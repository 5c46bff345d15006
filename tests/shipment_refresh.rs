use std::sync::Arc;
use std::time::Duration;

use chrono::Utc;
use package_tracker::cache::RefreshCache;
use package_tracker::carriers::client::{ClientKind, TrackEvent, TrackResult};
use package_tracker::carriers::mock::MockCarrierClient;
use package_tracker::carriers::CarrierRegistry;
use package_tracker::config::TrackerConfig;
use package_tracker::error::ApiError;
use package_tracker::models::{CacheStatus, CreateShipmentRequest};
use package_tracker::refresh::manual::refresh_shipment;
use package_tracker::store;
use package_tracker::test_support::{TestDatabase, TestDatabaseError};

fn test_config() -> TrackerConfig {
    TrackerConfig {
        server_host: "127.0.0.1".to_string(),
        server_port: 0,
        database_url: String::new(),
        disable_rate_limit: false,
        disable_cache: false,
        cache_ttl: Duration::from_secs(300),
        admin_api_key: None,
        auto_update_interval: Duration::from_secs(1800),
        auto_update_fail_threshold: 5,
        email_check_interval: Duration::from_secs(300),
        email_max_per_run: 50,
        email_rate_limit_delay: Duration::from_millis(0),
        fedex_client_id: None,
        fedex_client_secret: None,
        fedex_api_url: None,
        llm_enabled: false,
    }
}

async fn provision() -> Option<TestDatabase> {
    match TestDatabase::new_from_env().await {
        Ok(db) => Some(db),
        Err(TestDatabaseError::MissingUrl) => {
            eprintln!("skipping refresh orchestration test: container tests disabled");
            None
        }
        Err(err) => panic!("failed to provision test database: {err:?}"),
    }
}

/// S1: manual refresh misses the cache, merges two events, then a second
/// call hits the cache and returns the identical event list.
#[tokio::test]
async fn manual_refresh_miss_then_hit() {
    let Some(test_db) = provision().await else { return };
    let pool = test_db.pool_clone();

    let shipment = store::shipments::create(
        &pool,
        &CreateShipmentRequest {
            tracking_number: "1Z999AA10123456784".to_string(),
            carrier: "ups".to_string(),
            description: "Test package".to_string(),
            amazon_order_number: None,
        },
    )
    .await
    .expect("shipment created");

    let client = MockCarrierClient::new("ups", ClientKind::Scraping).with_result(
        "1Z999AA10123456784",
        TrackResult {
            tracking_number: "1Z999AA10123456784".to_string(),
            status: "in_transit".to_string(),
            events: vec![
                TrackEvent {
                    timestamp: Utc::now() - chrono::Duration::hours(2),
                    location: Some("Louisville, KY".to_string()),
                    status: "in_transit".to_string(),
                    description: "Departed facility".to_string(),
                },
                TrackEvent {
                    timestamp: Utc::now() - chrono::Duration::hours(1),
                    location: Some("Memphis, TN".to_string()),
                    status: "in_transit".to_string(),
                    description: "Arrived at facility".to_string(),
                },
            ],
            last_updated: Some(Utc::now()),
            actual_delivery: None,
        },
    );
    let registry = CarrierRegistry::with_client("ups", Arc::new(client));
    let cache = RefreshCache::new(pool.clone(), Duration::from_secs(300), true);
    let config = test_config();

    let first = refresh_shipment(&pool, &cache, &registry, &config, shipment.id, false)
        .await
        .expect("first refresh succeeds");
    assert_eq!(first.cache_status, CacheStatus::Miss);
    assert_eq!(first.events_added, 2);
    assert_eq!(first.total_events, 2);

    let second = refresh_shipment(&pool, &cache, &registry, &config, shipment.id, false)
        .await
        .expect("second refresh succeeds");
    assert_eq!(second.cache_status, CacheStatus::Hit);
    assert_eq!(second.events_added, 2);
    assert_eq!(second.events.len(), first.events.len());

    test_db.close().await.expect("failed to drop test database");
}

/// S2: forcing a refresh bypasses the cache hit and reports the age of the
/// entry it invalidated.
#[tokio::test]
async fn forced_refresh_reports_previous_cache_age() {
    let Some(test_db) = provision().await else { return };
    let pool = test_db.pool_clone();

    let shipment = store::shipments::create(
        &pool,
        &CreateShipmentRequest {
            tracking_number: "1Z999AA10123456784".to_string(),
            carrier: "ups".to_string(),
            description: "Test package".to_string(),
            amazon_order_number: None,
        },
    )
    .await
    .expect("shipment created");

    let client = MockCarrierClient::new("ups", ClientKind::Scraping).with_result(
        "1Z999AA10123456784",
        TrackResult {
            tracking_number: "1Z999AA10123456784".to_string(),
            status: "in_transit".to_string(),
            events: vec![TrackEvent {
                timestamp: Utc::now(),
                location: None,
                status: "in_transit".to_string(),
                description: "Picked up".to_string(),
            }],
            last_updated: Some(Utc::now()),
            actual_delivery: None,
        },
    );
    let registry = CarrierRegistry::with_client("ups", Arc::new(client));
    let cache = RefreshCache::new(pool.clone(), Duration::from_secs(300), true);
    let config = test_config();

    refresh_shipment(&pool, &cache, &registry, &config, shipment.id, false)
        .await
        .expect("first refresh succeeds");

    let forced = refresh_shipment(&pool, &cache, &registry, &config, shipment.id, true)
        .await
        .expect("forced refresh succeeds");

    assert_eq!(forced.cache_status, CacheStatus::Forced);
    assert!(forced.previous_cache_age_ms.is_some());

    test_db.close().await.expect("failed to drop test database");
}

/// S3: a delivered shipment short-circuits with a conflict and never calls
/// the carrier client (no result is registered on the mock for it).
#[tokio::test]
async fn already_delivered_shipment_returns_conflict() {
    let Some(test_db) = provision().await else { return };
    let pool = test_db.pool_clone();

    let shipment = store::shipments::create(
        &pool,
        &CreateShipmentRequest {
            tracking_number: "1Z999AA10123456784".to_string(),
            carrier: "ups".to_string(),
            description: "Test package".to_string(),
            amazon_order_number: None,
        },
    )
    .await
    .expect("shipment created");

    let mut delivered = shipment.clone();
    delivered.is_delivered = true;
    delivered.status = "delivered".to_string();
    store::shipments::update(&pool, &delivered).await.expect("marked delivered");

    let registry = CarrierRegistry::with_client(
        "ups",
        Arc::new(MockCarrierClient::new("ups", ClientKind::Scraping)),
    );
    let cache = RefreshCache::new(pool.clone(), Duration::from_secs(300), true);
    let config = test_config();

    let result = refresh_shipment(&pool, &cache, &registry, &config, shipment.id, false).await;
    assert!(matches!(result, Err(ApiError::Conflict(_))));

    test_db.close().await.expect("failed to drop test database");
}

/// S4: within the 5-minute manual rate-limit window, a non-forced refresh
/// is rejected with a remaining-time message.
#[tokio::test]
async fn rate_limit_rejects_refresh_within_window() {
    let Some(test_db) = provision().await else { return };
    let pool = test_db.pool_clone();

    let shipment = store::shipments::create(
        &pool,
        &CreateShipmentRequest {
            tracking_number: "1Z999AA10123456784".to_string(),
            carrier: "ups".to_string(),
            description: "Test package".to_string(),
            amazon_order_number: None,
        },
    )
    .await
    .expect("shipment created");

    sqlx::query("UPDATE shipments SET last_manual_refresh = now() - interval '1 minute' WHERE id = $1")
        .bind(shipment.id)
        .execute(&pool)
        .await
        .expect("seeded last_manual_refresh");

    let registry = CarrierRegistry::with_client(
        "ups",
        Arc::new(MockCarrierClient::new("ups", ClientKind::Scraping)),
    );
    let cache = RefreshCache::new(pool.clone(), Duration::from_secs(300), false);
    let config = test_config();

    let result = refresh_shipment(&pool, &cache, &registry, &config, shipment.id, false).await;
    assert!(matches!(result, Err(ApiError::RateLimited { .. })));

    test_db.close().await.expect("failed to drop test database");
}

/// S5: a carrier response containing a duplicate event merges to exactly
/// one stored row per dedup key.
#[tokio::test]
async fn duplicate_events_are_deduplicated_on_merge() {
    let Some(test_db) = provision().await else { return };
    let pool = test_db.pool_clone();

    let shipment = store::shipments::create(
        &pool,
        &CreateShipmentRequest {
            tracking_number: "1Z999AA10123456784".to_string(),
            carrier: "ups".to_string(),
            description: "Test package".to_string(),
            amazon_order_number: None,
        },
    )
    .await
    .expect("shipment created");

    let timestamp = Utc::now() - chrono::Duration::hours(1);
    let duplicate_event = TrackEvent {
        timestamp,
        location: Some("Louisville, KY".to_string()),
        status: "in_transit".to_string(),
        description: "Departed facility".to_string(),
    };
    let unique_event = TrackEvent {
        timestamp: Utc::now(),
        location: Some("Memphis, TN".to_string()),
        status: "in_transit".to_string(),
        description: "Arrived at facility".to_string(),
    };

    let client = MockCarrierClient::new("ups", ClientKind::Scraping).with_result(
        "1Z999AA10123456784",
        TrackResult {
            tracking_number: "1Z999AA10123456784".to_string(),
            status: "in_transit".to_string(),
            events: vec![duplicate_event.clone(), duplicate_event, unique_event],
            last_updated: Some(Utc::now()),
            actual_delivery: None,
        },
    );
    let registry = CarrierRegistry::with_client("ups", Arc::new(client));
    let cache = RefreshCache::new(pool.clone(), Duration::from_secs(300), false);
    let config = test_config();

    let response = refresh_shipment(&pool, &cache, &registry, &config, shipment.id, false)
        .await
        .expect("refresh succeeds");

    assert_eq!(response.events_added, 2);
    assert_eq!(response.total_events, 2);

    let stored = store::events::get_by_shipment_id(&pool, shipment.id)
        .await
        .expect("events fetched");
    assert_eq!(stored.len(), 2);

    test_db.close().await.expect("failed to drop test database");
}

/// A per-tracking-number error in the batch response (distinct from a
/// whole-call `CarrierError`) surfaces as `bad_gateway`, not a silent no-op.
#[tokio::test]
async fn per_item_carrier_error_surfaces_as_upstream_failed() {
    let Some(test_db) = provision().await else { return };
    let pool = test_db.pool_clone();

    let shipment = store::shipments::create(
        &pool,
        &CreateShipmentRequest {
            tracking_number: "1Z999AA10123456784".to_string(),
            carrier: "ups".to_string(),
            description: "Test package".to_string(),
            amazon_order_number: None,
        },
    )
    .await
    .expect("shipment created");

    let client = MockCarrierClient::new("ups", ClientKind::Scraping).with_error(
        "1Z999AA10123456784",
        package_tracker::carriers::client::CarrierError::Upstream {
            carrier: "ups".to_string(),
            message: "carrier returned HTTP 503".to_string(),
        },
    );
    let registry = CarrierRegistry::with_client("ups", Arc::new(client));
    let cache = RefreshCache::new(pool.clone(), Duration::from_secs(300), false);
    let config = test_config();

    let result = refresh_shipment(&pool, &cache, &registry, &config, shipment.id, false).await;
    assert!(matches!(result, Err(ApiError::UpstreamFailed { .. })), "{result:?}");

    test_db.close().await.expect("failed to drop test database");
}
=-=-=-=-=
"use package_tracker::refresh::manual::refresh_shipment;" marks the last line to print; print everything from the first line of the data through that line, unchanged, and nothing more.

▶ [Answer to this problem]
repository 5c46bff345d15006
filename tests/shipment_refresh.rs
use std::sync::Arc;
use std::time::Duration;

use chrono::Utc;
use package_tracker::cache::RefreshCache;
use package_tracker::carriers::client::{ClientKind, TrackEvent, TrackResult};
use package_tracker::carriers::mock::MockCarrierClient;
use package_tracker::carriers::CarrierRegistry;
use package_tracker::config::TrackerConfig;
use package_tracker::error::ApiError;
use package_tracker::models::{CacheStatus, CreateShipmentRequest};
use package_tracker::refresh::manual::refresh_shipment;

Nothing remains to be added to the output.